Uma sucessão infinita de vídeos curtíssimos, ágeis e barulhentos como os ponteiros do relógio: assim é o TikTok. Lançado em 2016 pela empresa chinesa ByteDance, a rede social levou apenas dois anos para se tornar o aplicativo mais baixado do mundo, superada apenas pelo Zoom no final de 2020. Só no primeiro trimestre deste ano, o TikTok alcançou a marca de 175 milhões de downloads, de acordo com o relatório do Sensor Tower - consultoria internacional especializada em métricas digitais - divulgado no último mês de abril. Ao todo, estima-se que o aplicativo já tenha sido baixado cerca de 3,5 bilhões de vezes, contando com um bilhão de usuários ativos por mês. É, atualmente, a quarta maior rede social do mundo (perdendo apenas para o Facebook, o Instagram e o YouTube) e representa um desafio sem precedentes a ser encarado por pais, educadores, profissionais de saúde e lideranças políticas.
Enquanto as famosas “dancinhas”, memes e dublagens rendem milhões de visualizações (e renda) extra para perfis familiares ao grande público - Anitta, Whindersson Nunes, Luiza Sonza, entre outros - ou egressos da própria rede, a adesão quase instantânea e maciça de toda uma geração ao novo fenômeno digital acendeu um alerta vermelho entre pesquisadores atentos aos comportamentos comuns aos jovens usuários da plataforma. Não é de hoje que se alerta para os malefícios causados pelo acesso indiscriminado a telas e, sobretudo, pelo uso compulsivo das redes sociais por parte de internautas ainda em fase de desenvolvimento.

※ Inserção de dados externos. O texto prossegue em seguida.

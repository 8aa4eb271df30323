//! Storage seam for breaker state.
//!
//! Breakers never keep authoritative state in process memory. Each transition is
//! written to a `BreakerStore` so that concurrent handlers (and other instances
//! sharing the same backing cache) agree on whether a dependency is open.

use async_trait::async_trait;
use parking_lot::Mutex;
use std::collections::HashMap;
use std::sync::Arc;
use std::time::{Duration, Instant};

#[derive(Debug, thiserror::Error)]
pub enum StoreError {
    #[error("breaker store unavailable: {0}")]
    Unavailable(String),
    #[error("breaker state corrupted: {0}")]
    Corrupted(String),
}

/// Minimal key/value contract with per-key expiry.
#[async_trait]
pub trait BreakerStore: Send + Sync {
    async fn load(&self, key: &str) -> Result<Option<Vec<u8>>, StoreError>;

    /// A zero `ttl` removes the key.
    async fn save(&self, key: &str, value: Vec<u8>, ttl: Duration) -> Result<(), StoreError>;
}

#[async_trait]
impl<S: BreakerStore + ?Sized> BreakerStore for Arc<S> {
    async fn load(&self, key: &str) -> Result<Option<Vec<u8>>, StoreError> {
        (**self).load(key).await
    }

    async fn save(&self, key: &str, value: Vec<u8>, ttl: Duration) -> Result<(), StoreError> {
        (**self).save(key, value, ttl).await
    }
}

/// Process-local store for tests and single-instance deployments.
#[derive(Clone, Default)]
pub struct MemoryBreakerStore {
    entries: Arc<Mutex<HashMap<String, (Vec<u8>, Instant)>>>,
}

impl MemoryBreakerStore {
    pub fn new() -> Self {
        Self::default()
    }
}

#[async_trait]
impl BreakerStore for MemoryBreakerStore {
    async fn load(&self, key: &str) -> Result<Option<Vec<u8>>, StoreError> {
        let mut entries = self.entries.lock();
        match entries.get(key) {
            Some((_, expires_at)) if *expires_at <= Instant::now() => {
                entries.remove(key);
                Ok(None)
            }
            Some((value, _)) => Ok(Some(value.clone())),
            None => Ok(None),
        }
    }

    async fn save(&self, key: &str, value: Vec<u8>, ttl: Duration) -> Result<(), StoreError> {
        let mut entries = self.entries.lock();
        if ttl.is_zero() {
            entries.remove(key);
        } else {
            entries.insert(key.to_string(), (value, Instant::now() + ttl));
        }
        Ok(())
    }
}
//! Shared cache seam
//!
//! One key/value contract with per-key TTL backs every piece of cross-request state:
//! - `v1:feed:*` → serialized responses (TTL from the cache strategy engine)
//! - `v1:agg:*` → precomputed headline/hot rankings
//! - `v1:seen:{site}:{session}` → seen set
//! - `v1:profile:*`, `v1:history:*`, `v1:activity:*`, `v1:channels:*` → anonymous profiler state
//! - `v1:breaker:{name}` → circuit breaker state (through [`CacheBreakerStore`])
//!
//! Failures here are always survivable: callers log and treat them as a miss.

mod memory;
mod redis_cache;

pub use self::memory::MemoryCache;
pub use self::redis_cache::RedisCache;

use async_trait::async_trait;
use serde::{de::DeserializeOwned, Serialize};
use std::sync::Arc;
use std::time::Duration;
use thiserror::Error;
use tracing::warn;

#[derive(Debug, Error)]
pub enum CacheError {
    #[error("cache backend unavailable: {0}")]
    Unavailable(String),

    #[error("cache operation timed out after {0:?}")]
    Timeout(Duration),

    #[error("cache payload invalid: {0}")]
    Serialization(String),
}

#[cfg_attr(test, mockall::automock)]
#[async_trait]
pub trait SharedCache: Send + Sync {
    async fn get(&self, key: &str) -> Result<Option<Vec<u8>>, CacheError>;

    /// Store `value` for `ttl`; implementations must reject a zero TTL as a no-op.
    async fn set(&self, key: &str, value: Vec<u8>, ttl: Duration) -> Result<(), CacheError>;

    async fn delete(&self, key: &str) -> Result<(), CacheError>;
}

/// Read and decode a JSON value. A payload that no longer decodes is reported as
/// `Serialization` so callers can treat it as a miss.
pub async fn get_json<T: DeserializeOwned>(
    cache: &dyn SharedCache,
    key: &str,
) -> Result<Option<T>, CacheError> {
    match cache.get(key).await? {
        Some(bytes) => serde_json::from_slice(&bytes)
            .map(Some)
            .map_err(|e| CacheError::Serialization(format!("{}: {}", key, e))),
        None => Ok(None),
    }
}

/// Encode and store a JSON value. Zero TTL skips the write entirely.
pub async fn set_json<T: Serialize + ?Sized>(
    cache: &dyn SharedCache,
    key: &str,
    value: &T,
    ttl: Duration,
) -> Result<(), CacheError> {
    if ttl.is_zero() {
        return Ok(());
    }
    let bytes = serde_json::to_vec(value).map_err(|e| CacheError::Serialization(e.to_string()))?;
    cache.set(key, bytes, ttl).await
}

/// Cache key builders for non-response state
pub mod keys {
    pub fn seen(site: &str, session: &str) -> String {
        format!("v1:seen:{}:{}", site, session)
    }

    pub fn profile(fingerprint: &str, site: &str) -> String {
        format!("v1:profile:{}:{}", site, fingerprint)
    }

    pub fn device_history(fingerprint: &str, site: &str) -> String {
        format!("v1:history:{}:{}", site, fingerprint)
    }

    pub fn session_activity(session: &str, site: &str) -> String {
        format!("v1:activity:{}:{}", site, session)
    }

    pub fn channels(site: &str) -> String {
        format!("v1:channels:{}", site)
    }
}

/// Persists circuit breaker state in the shared cache so every instance agrees.
pub struct CacheBreakerStore {
    cache: Arc<dyn SharedCache>,
}

impl CacheBreakerStore {
    pub fn new(cache: Arc<dyn SharedCache>) -> Self {
        Self { cache }
    }
}

#[async_trait]
impl resilience::BreakerStore for CacheBreakerStore {
    async fn load(&self, key: &str) -> Result<Option<Vec<u8>>, resilience::StoreError> {
        self.cache
            .get(key)
            .await
            .map_err(|e| resilience::StoreError::Unavailable(e.to_string()))
    }

    async fn save(
        &self,
        key: &str,
        value: Vec<u8>,
        ttl: Duration,
    ) -> Result<(), resilience::StoreError> {
        let result = if ttl.is_zero() {
            self.cache.delete(key).await
        } else {
            self.cache.set(key, value, ttl).await
        };
        result.map_err(|e| {
            warn!(key, error = %e, "Failed to persist breaker state");
            resilience::StoreError::Unavailable(e.to_string())
        })
    }
}
use async_trait::async_trait;
use chrono::{DateTime, Utc};
use serde_json::Value;
use sqlx::{types::Json, PgPool};
use std::time::Duration;
use tracing::{debug, error};

use resilience::{with_timeout_result, TimeoutError};

use super::{ContentStore, StoreError, StoreQuery};
use crate::models::{ChannelRef, RawCandidate, RawRef};

/// Postgres content store used for fallback retrieval
#[derive(Clone)]
pub struct PgContentStore {
    pool: PgPool,
    timeout: Duration,
}

#[derive(Debug, sqlx::FromRow)]
struct ContentRow {
    id: String,
    title: Option<String>,
    canonical_url: Option<String>,
    slug: Option<String>,
    published_at: DateTime<Utc>,
    channel: Option<Json<Value>>,
    topic: Option<Json<Value>>,
    author: Option<String>,
    source: Option<String>,
    quality: Option<f64>,
    is_breaking: Option<bool>,
    is_live: Option<bool>,
}

impl From<ContentRow> for RawCandidate {
    fn from(row: ContentRow) -> Self {
        // Rows carry no popularity/CTR; downstream defaults apply.
        RawCandidate {
            id: Some(Value::String(row.id)),
            title: row.title,
            canonical_url: row.canonical_url,
            slug: row.slug,
            published_at: Some(row.published_at),
            channel: row.channel.and_then(|j| json_ref(j.0)),
            topic: row.topic.and_then(|j| json_ref(j.0)),
            author: row.author,
            source: row.source,
            quality: row.quality,
            is_breaking: row.is_breaking,
            is_live: row.is_live,
            ..Default::default()
        }
    }
}

fn json_ref(value: Value) -> Option<RawRef> {
    serde_json::from_value(value).ok()
}

#[derive(Debug, sqlx::FromRow)]
struct ChannelRow {
    id: String,
    name: String,
    slug: String,
}

impl PgContentStore {
    pub fn new(pool: PgPool, timeout: Duration) -> Self {
        Self { pool, timeout }
    }

    async fn bounded<T>(
        &self,
        operation: &'static str,
        fut: impl std::future::Future<Output = Result<T, sqlx::Error>>,
    ) -> Result<T, StoreError> {
        with_timeout_result(operation, self.timeout, fut)
            .await
            .map_err(|e| match e {
                TimeoutError::Elapsed { after, .. } => StoreError::Timeout(after),
                TimeoutError::Failed(e) => {
                    error!("Content store {} failed: {}", operation, e);
                    StoreError::Query(e.to_string())
                }
            })
    }
}

#[async_trait]
impl ContentStore for PgContentStore {
    async fn recent_live(&self, query: &StoreQuery) -> Result<Vec<RawCandidate>, StoreError> {
        let rows = self
            .bounded(
                "recent_live",
                sqlx::query_as::<_, ContentRow>(
                    r#"
                    SELECT id, title, canonical_url, slug, published_at, channel, topic,
                           author, source, quality, is_breaking, is_live
                    FROM portal_content
                    WHERE site = $1
                      AND status = 'live'
                      AND ($2::timestamptz IS NULL OR published_at >= $2)
                    ORDER BY published_at DESC, id ASC
                    LIMIT $3
                    "#,
                )
                .bind(&query.site)
                .bind(query.since)
                .bind(query.limit as i64)
                .fetch_all(&self.pool),
            )
            .await?;

        debug!(
            site = %query.site,
            since = ?query.since,
            rows = rows.len(),
            "Content store scan"
        );
        Ok(rows.into_iter().map(RawCandidate::from).collect())
    }

    async fn active_channels(&self, site: &str) -> Result<Vec<ChannelRef>, StoreError> {
        let rows = self
            .bounded(
                "active_channels",
                sqlx::query_as::<_, ChannelRow>(
                    r#"
                    SELECT id, name, slug
                    FROM portal_channels
                    WHERE site = $1 AND active = TRUE
                    ORDER BY position ASC, slug ASC
                    "#,
                )
                .bind(site)
                .fetch_all(&self.pool),
            )
            .await?;

        Ok(rows
            .into_iter()
            .map(|row| ChannelRef {
                id: row.id,
                name: row.name,
                slug: row.slug,
            })
            .collect())
    }
}
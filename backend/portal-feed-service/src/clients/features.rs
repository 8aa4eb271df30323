use async_trait::async_trait;
use redis::aio::ConnectionManager;
use std::time::Duration;
use tracing::{debug, warn};

use resilience::with_timeout;

use super::{FeatureError, FeatureStore};
use crate::models::{EngagementFeatures, FeatureMap};

/// Analytics feature store backed by the analytics Redis
///
/// Keys:
/// - `feat:{site}:ctr_1h:{id}` → float
/// - `feat:{site}:trending_channels` → sorted set of channel slugs by weight
#[derive(Clone)]
pub struct RedisFeatureStore {
    manager: ConnectionManager,
    timeout: Duration,
}

impl RedisFeatureStore {
    pub async fn connect(redis_url: &str, timeout: Duration) -> Result<Self, FeatureError> {
        let client = redis::Client::open(redis_url)
            .map_err(|e| FeatureError::Unavailable(format!("Failed to create Redis client: {}", e)))?;
        let manager = ConnectionManager::new(client)
            .await
            .map_err(|e| FeatureError::Unavailable(format!("Failed to connect: {}", e)))?;
        Ok(Self { manager, timeout })
    }

    async fn run<T>(
        &self,
        op: &'static str,
        fut: impl std::future::Future<Output = redis::RedisResult<T>>,
    ) -> Result<T, FeatureError> {
        match with_timeout(op, self.timeout, fut).await {
            Ok(Ok(value)) => Ok(value),
            Ok(Err(e)) => {
                warn!("Feature store {} failed: {}", op, e);
                Err(FeatureError::Unavailable(e.to_string()))
            }
            Err(_) => Err(FeatureError::Timeout(self.timeout)),
        }
    }
}

fn ctr_key(site: &str, id: &str) -> String {
    format!("feat:{}:ctr_1h:{}", site, id)
}

#[async_trait]
impl FeatureStore for RedisFeatureStore {
    async fn lookup(&self, site: &str, ids: &[String]) -> Result<FeatureMap, FeatureError> {
        if ids.is_empty() {
            return Ok(FeatureMap::new());
        }

        let keys: Vec<String> = ids.iter().map(|id| ctr_key(site, id)).collect();
        let mut conn = self.manager.clone();
        let values: Vec<Option<f64>> = self
            .run("MGET", async move {
                redis::cmd("MGET")
                    .arg(&keys)
                    .query_async::<_, Vec<Option<f64>>>(&mut conn)
                    .await
            })
            .await?;

        let features: FeatureMap = ids
            .iter()
            .zip(values)
            .filter_map(|(id, ctr)| {
                ctr.filter(|v| v.is_finite()).map(|v| {
                    (
                        id.clone(),
                        EngagementFeatures {
                            ctr_1h: Some(v.clamp(0.0, 1.0)),
                        },
                    )
                })
            })
            .collect();

        debug!(site, requested = ids.len(), found = features.len(), "Feature lookup");
        Ok(features)
    }

    async fn trending_channels(
        &self,
        site: &str,
        limit: usize,
    ) -> Result<Vec<(String, f64)>, FeatureError> {
        if limit == 0 {
            return Ok(Vec::new());
        }
        let key = format!("feat:{}:trending_channels", site);
        let stop = limit as isize - 1;
        let mut conn = self.manager.clone();
        self.run("ZREVRANGE", async move {
            redis::cmd("ZREVRANGE")
                .arg(&key)
                .arg(0)
                .arg(stop)
                .arg("WITHSCORES")
                .query_async::<_, Vec<(String, f64)>>(&mut conn)
                .await
        })
        .await
    }
}

/// Used when no analytics store is configured
#[derive(Debug, Clone, Copy, Default)]
pub struct DisabledFeatureStore;

#[async_trait]
impl FeatureStore for DisabledFeatureStore {
    async fn lookup(&self, _site: &str, _ids: &[String]) -> Result<FeatureMap, FeatureError> {
        Err(FeatureError::Unavailable("feature store not configured".into()))
    }

    async fn trending_channels(
        &self,
        _site: &str,
        _limit: usize,
    ) -> Result<Vec<(String, f64)>, FeatureError> {
        Ok(Vec::new())
    }
}
/// Feed API Handlers
///
/// Thin HTTP shell over the feed assembler: parses query parameters leniently,
/// derives the client context from headers and maps total failures to 503.
use actix_web::{get, http::header, post, web, HttpRequest, HttpResponse};
use serde::Deserialize;
use serde_json::json;
use std::str::FromStr;
use tracing::{debug, info_span, warn, Instrument};
use uuid::Uuid;

use crate::error::{AppError, Result};
use crate::metrics;
use crate::models::{ClientContext, DiversityLevel, FeedKind, FeedRequest, FeedResponse};
use crate::services::FeedAssembler;
use resilience::CircuitState;

pub const SESSION_COOKIE: &str = "portal_session";
pub const USER_ID_HEADER: &str = "X-User-Id";

/// Shared state for the feed handlers
pub struct FeedHandlerState {
    pub assembler: FeedAssembler,
    pub default_site: String,
}

/// Query parameters shared by every feed endpoint.
///
/// Everything arrives as text so malformed numbers fall back to defaults
/// instead of rejecting the request.
#[derive(Debug, Default, Deserialize)]
pub struct FeedQuery {
    pub site: Option<String>,
    /// Comma separated channel slugs
    pub channels: Option<String>,
    pub hours: Option<String>,
    pub size: Option<String>,
    pub diversity: Option<String>,
    pub cursor: Option<String>,
    pub debug: Option<String>,
}

#[derive(Debug, Deserialize)]
pub struct ViewRequest {
    pub site: Option<String>,
    pub channel: String,
}

fn parse_lenient<T: FromStr>(raw: Option<&str>) -> Option<T> {
    raw.and_then(|value| value.trim().parse().ok())
}

fn parse_flag(raw: Option<&str>) -> bool {
    matches!(
        raw.map(|v| v.trim().to_ascii_lowercase()).as_deref(),
        Some("1" | "true" | "yes")
    )
}

pub fn parse_channels(raw: Option<&str>) -> Vec<String> {
    raw.map(|value| {
        value
            .split(',')
            .map(str::trim)
            .filter(|s| !s.is_empty())
            .map(str::to_string)
            .collect()
    })
    .unwrap_or_default()
}

/// Build a feed request; the assembler normalizes bounds.
pub fn build_request(
    kind: FeedKind,
    query: &FeedQuery,
    client: ClientContext,
    default_site: &str,
) -> FeedRequest {
    let site = query
        .site
        .as_deref()
        .map(str::trim)
        .filter(|s| !s.is_empty())
        .unwrap_or(default_site);

    let mut request = FeedRequest::new(kind, site);
    request.channels = parse_channels(query.channels.as_deref());
    request.hours = parse_lenient(query.hours.as_deref());
    if let Some(size) = parse_lenient::<usize>(query.size.as_deref()) {
        request.size = size;
    }
    request.diversity = DiversityLevel::parse(query.diversity.as_deref());
    request.cursor = query.cursor.clone().filter(|c| !c.trim().is_empty());
    request.debug = parse_flag(query.debug.as_deref());
    request.client = client;
    request
}

fn header_value(req: &HttpRequest, name: impl header::AsHeaderName) -> Option<String> {
    req.headers()
        .get(name)
        .and_then(|v| v.to_str().ok())
        .map(str::trim)
        .filter(|v| !v.is_empty())
        .map(str::to_string)
}

/// Client context from request headers.
///
/// The first `X-Forwarded-For` hop wins over the peer address.
pub fn client_context(req: &HttpRequest) -> ClientContext {
    let ip = header_value(req, "X-Forwarded-For")
        .and_then(|v| v.split(',').next().map(|s| s.trim().to_string()))
        .filter(|s| !s.is_empty())
        .or_else(|| req.peer_addr().map(|addr| addr.ip().to_string()));

    ClientContext {
        user_agent: header_value(req, header::USER_AGENT),
        ip,
        accept_language: header_value(req, header::ACCEPT_LANGUAGE),
        session_cookie: req.cookie(SESSION_COOKIE).map(|c| c.value().to_string()),
        user_id: header_value(req, USER_ID_HEADER),
    }
}

fn respond(response: FeedResponse) -> HttpResponse {
    if response.is_total_failure() {
        return HttpResponse::ServiceUnavailable().json(response);
    }
    HttpResponse::Ok()
        .insert_header((
            header::CACHE_CONTROL,
            format!(
                "public, max-age={}, s-maxage={}",
                response.cache_strategy.gateway_ttl, response.cache_strategy.cdn_ttl
            ),
        ))
        .json(response)
}

async fn serve(
    kind: FeedKind,
    req: HttpRequest,
    query: web::Query<FeedQuery>,
    state: web::Data<FeedHandlerState>,
) -> HttpResponse {
    let request = build_request(kind, &query, client_context(&req), &state.default_site);
    debug!(
        kind = kind.as_str(),
        site = %request.site,
        size = request.size,
        has_cursor = request.cursor.is_some(),
        "Feed request"
    );
    let span = info_span!("feed_request", request_id = %Uuid::new_v4(), kind = kind.as_str());
    let response = state.assembler.assemble(request).instrument(span).await;
    if response.is_total_failure() {
        warn!(kind = kind.as_str(), "Feed request failed on every data path");
    }
    // Personalized pages must not be shared by intermediaries.
    let mut http = respond(response);
    if kind == FeedKind::Feed && http.status().is_success() {
        http.headers_mut().insert(
            header::CACHE_CONTROL,
            header::HeaderValue::from_static("private, no-store"),
        );
    }
    http
}

/// GET /api/v1/feed
#[get("/api/v1/feed")]
pub async fn get_feed(
    req: HttpRequest,
    query: web::Query<FeedQuery>,
    state: web::Data<FeedHandlerState>,
) -> HttpResponse {
    serve(FeedKind::Feed, req, query, state).await
}

/// GET /api/v1/headlines
#[get("/api/v1/headlines")]
pub async fn get_headlines(
    req: HttpRequest,
    query: web::Query<FeedQuery>,
    state: web::Data<FeedHandlerState>,
) -> HttpResponse {
    serve(FeedKind::Headlines, req, query, state).await
}

/// GET /api/v1/hot
#[get("/api/v1/hot")]
pub async fn get_hot(
    req: HttpRequest,
    query: web::Query<FeedQuery>,
    state: web::Data<FeedHandlerState>,
) -> HttpResponse {
    serve(FeedKind::Hot, req, query, state).await
}

/// GET /api/v1/topics
#[get("/api/v1/topics")]
pub async fn get_topics(
    req: HttpRequest,
    query: web::Query<FeedQuery>,
    state: web::Data<FeedHandlerState>,
) -> HttpResponse {
    serve(FeedKind::Topics, req, query, state).await
}

/// POST /api/v1/feed/views
///
/// Records a channel view for the anonymous profile of the calling device
#[post("/api/v1/feed/views")]
pub async fn record_view(
    req: HttpRequest,
    body: web::Json<ViewRequest>,
    state: web::Data<FeedHandlerState>,
) -> Result<HttpResponse> {
    if body.channel.trim().is_empty() {
        return Err(AppError::BadRequest("channel is required".to_string()));
    }
    let site = body
        .site
        .as_deref()
        .map(str::trim)
        .filter(|s| !s.is_empty())
        .unwrap_or(&state.default_site)
        .to_lowercase();

    let identity = state
        .assembler
        .profiler()
        .record_view(&client_context(&req), &site, &body.channel)
        .await?;

    Ok(HttpResponse::Accepted().json(json!({
        "session_id": identity.session_id,
    })))
}

/// GET /health
#[get("/health")]
pub async fn health(state: web::Data<FeedHandlerState>) -> HttpResponse {
    let mut dependencies = serde_json::Map::new();
    for (name, circuit) in state.assembler.dependency_states().await {
        let value = match circuit {
            CircuitState::Closed => "closed",
            CircuitState::Open => "open",
        };
        dependencies.insert(name, json!(value));
    }
    HttpResponse::Ok().json(json!({
        "status": "ok",
        "breakers": dependencies,
    }))
}

/// GET /metrics
#[get("/metrics")]
pub async fn serve_metrics() -> HttpResponse {
    HttpResponse::Ok()
        .content_type("text/plain; version=0.0.4")
        .body(metrics::gather())
}
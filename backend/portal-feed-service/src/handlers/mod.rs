pub mod feed;

pub use feed::{
    get_feed, get_headlines, get_hot, get_topics, health, record_view, serve_metrics,
    FeedHandlerState,
};
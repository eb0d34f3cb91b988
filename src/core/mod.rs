//! Core functionality of the sitstand sensor agent.
//!
//! This module contains:
//! - The bounded sample window and its per-axis statistics
//! - The motion-gated posture classifier
//! - The session state machine with time accounting and the export buffer

pub mod classifier;
pub mod session;
pub mod window;

// Re-export commonly used types
pub use classifier::{
    Classification, ClassifierConfig, Posture, PostureClassifier, SecondaryAxis,
};
pub use session::{
    format_mm_ss, Session, SessionConfig, SessionError, SessionStats, DEFAULT_EXPORT_CAPACITY,
};
pub use window::{Axis, SampleWindow, DEFAULT_WINDOW_SIZE};
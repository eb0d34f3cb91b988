//! Live sample producer reading line-delimited JSON from stdin.
//!
//! Whatever bridges the device sensor to this process (a serial relay, a
//! websocket dump, `cat` over a recorded stream) writes one `RawSample`
//! object per line. Lines that are not valid JSON are skipped with a
//! warning; samples with a missing gravity vector pass through, since
//! rejecting those is the session's job.

use crate::collector::types::RawSample;
use crate::collector::CollectorError;
use crossbeam_channel::{bounded, Receiver, Sender};
use std::io::BufRead;
use std::sync::atomic::{AtomicBool, Ordering};
use std::sync::Arc;
use std::thread;

/// Reads samples from stdin on a background thread.
pub struct StdinCollector {
    sender: Option<Sender<RawSample>>,
    receiver: Receiver<RawSample>,
    running: Arc<AtomicBool>,
}

impl StdinCollector {
    pub fn new() -> Self {
        let (sender, receiver) = bounded(10_000);
        Self {
            sender: Some(sender),
            receiver,
            running: Arc::new(AtomicBool::new(false)),
        }
    }

    /// Start reading lines from stdin.
    ///
    /// The channel disconnects on EOF or after `stop()`.
    pub fn start(&mut self) -> Result<(), CollectorError> {
        let sender = self.sender.take().ok_or(CollectorError::AlreadyRunning)?;
        let running = self.running.clone();
        running.store(true, Ordering::SeqCst);

        thread::spawn(move || {
            let stdin = std::io::stdin();
            for line in stdin.lock().lines() {
                if !running.load(Ordering::SeqCst) {
                    break;
                }

                let line = match line {
                    Ok(line) => line,
                    Err(_) => break,
                };
                if line.trim().is_empty() {
                    continue;
                }

                match serde_json::from_str::<RawSample>(&line) {
                    Ok(sample) => {
                        if sender.send(sample).is_err() {
                            break;
                        }
                    }
                    Err(e) => {
                        eprintln!("Warning: Skipping unparseable sample line: {e}");
                    }
                }
            }
        });

        Ok(())
    }

    /// Stop reading. The reader thread exits at the next line boundary.
    pub fn stop(&mut self) {
        self.running.store(false, Ordering::SeqCst);
    }

    pub fn is_running(&self) -> bool {
        self.running.load(Ordering::SeqCst)
    }

    /// Get the receiver for incoming samples.
    pub fn receiver(&self) -> &Receiver<RawSample> {
        &self.receiver
    }
}

impl Default for StdinCollector {
    fn default() -> Self {
        Self::new()
    }
}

Estudos recentes apontam, contudo, que o TikTok está levando o vício em tecnologia - e todos os seus males correlatos - ao “estado da arte”.
Em abril deste ano, uma reportagem do The Wall Street Journal repercutiu internacionalmente ao afirmar que a rede social chinesa funciona como “uma loja de doces” para o cérebro infantil. Em entrevista à publicação, o pesquisador James Williams, da Universidade de Oxford, destrinchou as origens do sintoma mais frequentemente relatado por quem convive com a “geração TikTok”: uma completa incapacidade de prestar atenção e, sobretudo, de saber a hora de “deslogar”. “É como se tivéssemos criado nossos filhos em uma loja de doces e depois lhes disséssemos para ignorar aquilo tudo e comer um prato de legumes. Colocamos um fluxo interminável de prazeres imediatos sem precedentes na história humana à disposição das crianças”, afirma o psicólogo.
Nem mesmo em sua terra natal, onde conta com uma versão local, o aplicativo escapa às preocupações dos pesquisadores: no ano passado, um estudo examinou como o Douyin, o equivalente chinês do TikTok, está afetando o cérebro dos estudantes universitários do país. "Embora as recomendações específicas do aplicativo possam satisfazer as necessidades dos usuários de obter as informações pretendidas, alguns podem desenvolver um padrão de uso problemático manifestado por comportamentos indesejados semelhantes ao vício", descreve o resumo da publicação.
"Descobrimos que mais sintomas indesejados estavam relacionados à menor capacidade de autocontrole entre adultos jovens, e cerca de 5,9% dos usuários do TikTok podem ter um uso problemático significativo". Em outras palavras, descobriu-se que a exposição constante a vídeos curtos e personalizados aciona as áreas de recompensa do cérebro de modo tão intenso que alguns dos participantes, ainda que maiores de idade, careciam de autocontrole suficiente para parar de assistir. Quão poderosos serão estes efeitos no cérebro de uma criança?
Distorção da realidade
Em teoria, a idade mínima para se ter uma conta no TikTok, de acordo com os termos e condições da plataforma, é de 13 anos — para estes casos, a plataforma conta também com uma ferramenta de controle parental. Na prática, contudo, milhões de usuários mirins escapam às medidas de proteção do aplicativo, de modo que internautas cada vez mais jovens seguem à solta pela rede, regida por um algoritmo capaz de identificar com precisão as preferências de quem está em frente à tela.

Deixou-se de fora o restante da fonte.